- EXERCISE GOAL:
Pick out each line in these entries that contains the string "Deserialize".

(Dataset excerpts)
=== Begin Enclosure ===
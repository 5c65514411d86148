//! Port mapping reservation and validation.
//!
//! An external port is claimed per agent and per protocol. Public ports are
//! allocated from the configured range and claimed on the agent they are
//! published on; proxy mappings claim a unique host name instead.

use std::collections::HashSet;
use std::sync::Arc;

use serde::{Deserialize, Serialize};
use uuid::Uuid;

use crate::config::ControlConfig;
use crate::db::{Fog, NewPortMapping, PortMapping, PublicMode, StoreTx};
use crate::error::{ControlError, ControlResult};

/// Transport protocol of a port mapping.
#[derive(Debug, Clone, Copy, Default, PartialEq, Eq, Hash, Serialize, Deserialize)]
#[serde(rename_all = "lowercase")]
pub enum Protocol {
    #[default]
    Tcp,
    Udp,
}

impl Protocol {
    pub fn from_udp(is_udp: bool) -> Self {
        if is_udp {
            Self::Udp
        } else {
            Self::Tcp
        }
    }

    pub fn is_udp(self) -> bool {
        self == Self::Udp
    }

    pub fn as_str(self) -> &'static str {
        match self {
            Self::Tcp => "tcp",
            Self::Udp => "udp",
        }
    }
}

/// A requested port mapping.
#[derive(Debug, Clone, PartialEq, Eq, Serialize, Deserialize)]
#[serde(rename_all = "camelCase")]
pub struct PortRequest {
    pub internal: i32,
    pub external: i32,
    #[serde(default)]
    pub protocol: Protocol,
    #[serde(default)]
    pub public_mode: PublicMode,
    /// Requested public port; allocated from the range when absent.
    pub public_port: Option<i32>,
    /// Proxy host name, required when `public_mode` is `proxy`.
    pub host: Option<String>,
}

impl PortRequest {
    pub fn new(internal: i32, external: i32) -> Self {
        Self {
            internal,
            external,
            protocol: Protocol::Tcp,
            public_mode: PublicMode::None,
            public_port: None,
            host: None,
        }
    }

    pub fn udp(mut self) -> Self {
        self.protocol = Protocol::Udp;
        self
    }

    pub fn public(mut self) -> Self {
        self.public_mode = PublicMode::Public;
        self
    }

    pub fn proxy(mut self, host: &str) -> Self {
        self.public_mode = PublicMode::Proxy;
        self.host = Some(host.to_string());
        self
    }
}

/// A publicly reachable address of a port mapping.
#[derive(Debug, Clone, PartialEq, Eq, Serialize)]
#[serde(rename_all = "camelCase")]
pub struct PublicLink {
    pub internal: i32,
    pub external: i32,
    pub link: String,
}

/// A stored port mapping with its public link, if any.
#[derive(Debug, Clone, Serialize)]
#[serde(rename_all = "camelCase")]
pub struct PortMappingView {
    #[serde(flatten)]
    pub mapping: PortMapping,
    #[serde(skip_serializing_if = "Option::is_none")]
    pub public_link: Option<String>,
}

/// Reserves, validates and releases port mappings.
#[derive(Clone)]
pub struct PortMappingService {
    config: Arc<ControlConfig>,
}

impl PortMappingService {
    pub fn new(config: Arc<ControlConfig>) -> Self {
        Self { config }
    }

    /// Check a request list on its own, before any agent is consulted.
    pub fn validate_request(&self, ports: &[PortRequest]) -> ControlResult<()> {
        let mut seen = HashSet::new();
        let mut hosts = HashSet::new();
        for port in ports {
            for value in [port.internal, port.external] {
                if !(1..=65535).contains(&value) {
                    return Err(ControlError::invalid_argument(format!(
                        "port {value} is outside 1-65535"
                    )));
                }
            }
            if !seen.insert((port.external, port.protocol)) {
                return Err(ControlError::validation(format!(
                    "port {}/{} is mapped more than once",
                    port.external,
                    port.protocol.as_str()
                )));
            }
            match port.public_mode {
                PublicMode::None => {}
                PublicMode::Public => {
                    if let Some(public) = port.public_port {
                        if !self.config.public_port_range.contains(&public) {
                            return Err(ControlError::validation(format!(
                                "public port {public} is outside {}-{}",
                                self.config.public_port_range.start(),
                                self.config.public_port_range.end()
                            )));
                        }
                    }
                }
                PublicMode::Proxy => {
                    let host = port.host.as_deref().unwrap_or("").trim();
                    if host.is_empty() {
                        return Err(ControlError::validation(format!(
                            "proxy mapping of port {} requires a host",
                            port.internal
                        )));
                    }
                    if !hosts.insert(host.to_string()) {
                        return Err(ControlError::validation(format!(
                            "proxy host {host} is used more than once"
                        )));
                    }
                }
            }
        }
        Ok(())
    }

    /// Fail if any `(port, protocol)` pair is already claimed on `fog` by a
    /// microservice other than `owner`, as an external or a public port.
    pub async fn validate_on_fog(
        &self,
        tx: &mut dyn StoreTx,
        fog: Uuid,
        ports: &[(i32, Protocol)],
        owner: Option<Uuid>,
    ) -> ControlResult<()> {
        let claimed = claims_on_fog(tx, fog, owner).await?;
        ensure_free(&claimed, fog, ports)
    }

    /// Validate and store the mappings of `microservice` placed on `fog`.
    pub async fn reserve(
        &self,
        tx: &mut dyn StoreTx,
        microservice: Uuid,
        fog: Option<&Fog>,
        ports: &[PortRequest],
    ) -> ControlResult<Vec<PortMapping>> {
        self.validate_request(ports)?;
        if ports.is_empty() {
            return Ok(vec![]);
        }
        let mut claimed = match fog {
            Some(fog) => {
                let claimed = claims_on_fog(tx, fog.uuid, Some(microservice)).await?;
                let pairs: Vec<_> = ports.iter().map(|p| (p.external, p.protocol)).collect();
                ensure_free(&claimed, fog.uuid, &pairs)?;
                claimed
            }
            None => HashSet::new(),
        };
        // a public port must not collide with the request's own external ports
        claimed.extend(ports.iter().map(|p| (p.external, p.protocol.is_udp())));

        let exposed = tx.list_exposed_port_mappings().await?;
        let used_hosts: HashSet<&str> = exposed
            .iter()
            .filter(|p| p.microservice_uuid != microservice)
            .filter_map(|p| p.proxy_host.as_deref())
            .collect();

        let mut stored = Vec::with_capacity(ports.len());
        for port in ports {
            let mut row = NewPortMapping {
                microservice_uuid: microservice,
                port_internal: port.internal,
                port_external: port.external,
                is_udp: port.protocol.is_udp(),
                public_mode: port.public_mode,
                public_port: None,
                public_fog_uuid: None,
                proxy_host: None,
            };
            match port.public_mode {
                PublicMode::None => {}
                PublicMode::Public => {
                    let Some(fog) = fog else {
                        return Err(ControlError::validation(format!(
                            "public port for {} requires a placed microservice",
                            port.internal
                        )));
                    };
                    let public = self.allocate_public_port(fog.uuid, port, &claimed)?;
                    claimed.insert((public, port.protocol.is_udp()));
                    row.public_port = Some(public);
                    row.public_fog_uuid = Some(fog.uuid);
                }
                PublicMode::Proxy => {
                    let host = port.host.as_deref().unwrap_or("").trim().to_string();
                    if used_hosts.contains(host.as_str()) {
                        return Err(ControlError::validation(format!(
                            "proxy host {host} is already in use"
                        )));
                    }
                    row.proxy_host = Some(host);
                    row.public_fog_uuid = fog.map(|f| f.uuid);
                }
            }
            stored.push(tx.insert_port_mapping(&row).await?);
        }
        Ok(stored)
    }

    fn allocate_public_port(
        &self,
        fog: Uuid,
        port: &PortRequest,
        claimed: &HashSet<(i32, bool)>,
    ) -> ControlResult<i32> {
        let udp = port.protocol.is_udp();
        let free = |candidate: i32| !claimed.contains(&(candidate, udp));
        if let Some(requested) = port.public_port {
            return if free(requested) {
                Ok(requested)
            } else {
                Err(ControlError::validation(format!(
                    "public port {requested} is already in use on agent {fog}"
                )))
            };
        }
        self.config
            .public_port_range
            .clone()
            .find(|candidate| free(*candidate))
            .ok_or_else(|| {
                ControlError::validation(format!("no free public port left on agent {fog}"))
            })
    }

    /// Re-validate every mapping of `microservice` on the agent it moves to.
    pub async fn ensure_available_on(
        &self,
        tx: &mut dyn StoreTx,
        microservice: Uuid,
        dest: Uuid,
    ) -> ControlResult<()> {
        let mut pairs = Vec::new();
        for mapping in tx.list_port_mappings(microservice).await? {
            let protocol = Protocol::from_udp(mapping.is_udp);
            pairs.push((mapping.port_external, protocol));
            if mapping.public_mode == PublicMode::Public {
                pairs.extend(mapping.public_port.map(|public| (public, protocol)));
            }
        }
        self.validate_on_fog(tx, dest, &pairs, Some(microservice))
            .await
    }

    /// Re-home exposed mappings under `dest`, keeping their public ports.
    pub async fn move_public_ports_to_new_fog(
        &self,
        tx: &mut dyn StoreTx,
        microservice: Uuid,
        dest: Uuid,
    ) -> ControlResult<u64> {
        let mut moved = 0;
        for mapping in tx.list_port_mappings(microservice).await? {
            if mapping.public_mode != PublicMode::None {
                tx.set_public_fog(mapping.id, dest).await?;
                moved += 1;
            }
        }
        Ok(moved)
    }

    /// Drop every mapping of `microservice`.
    pub async fn release(&self, tx: &mut dyn StoreTx, microservice: Uuid) -> ControlResult<u64> {
        Ok(tx.delete_port_mappings(microservice).await?)
    }

    /// Mappings of `microservice` with their public links resolved.
    pub async fn list_views(
        &self,
        tx: &mut dyn StoreTx,
        microservice: Uuid,
    ) -> ControlResult<Vec<PortMappingView>> {
        let mut views = Vec::new();
        for mapping in tx.list_port_mappings(microservice).await? {
            let host = match mapping.public_fog_uuid {
                Some(fog) => tx.find_fog(fog).await?.map(|f| f.host),
                None => None,
            };
            let public_link = public_link(&mapping, host.as_deref());
            views.push(PortMappingView {
                mapping,
                public_link,
            });
        }
        Ok(views)
    }
}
=== End Enclosure ===
- EXERCISE RESULT:
use serde::{Deserialize, Serialize};
#[derive(Debug, Clone, Copy, Default, PartialEq, Eq, Hash, Serialize, Deserialize)]
#[derive(Debug, Clone, PartialEq, Eq, Serialize, Deserialize)]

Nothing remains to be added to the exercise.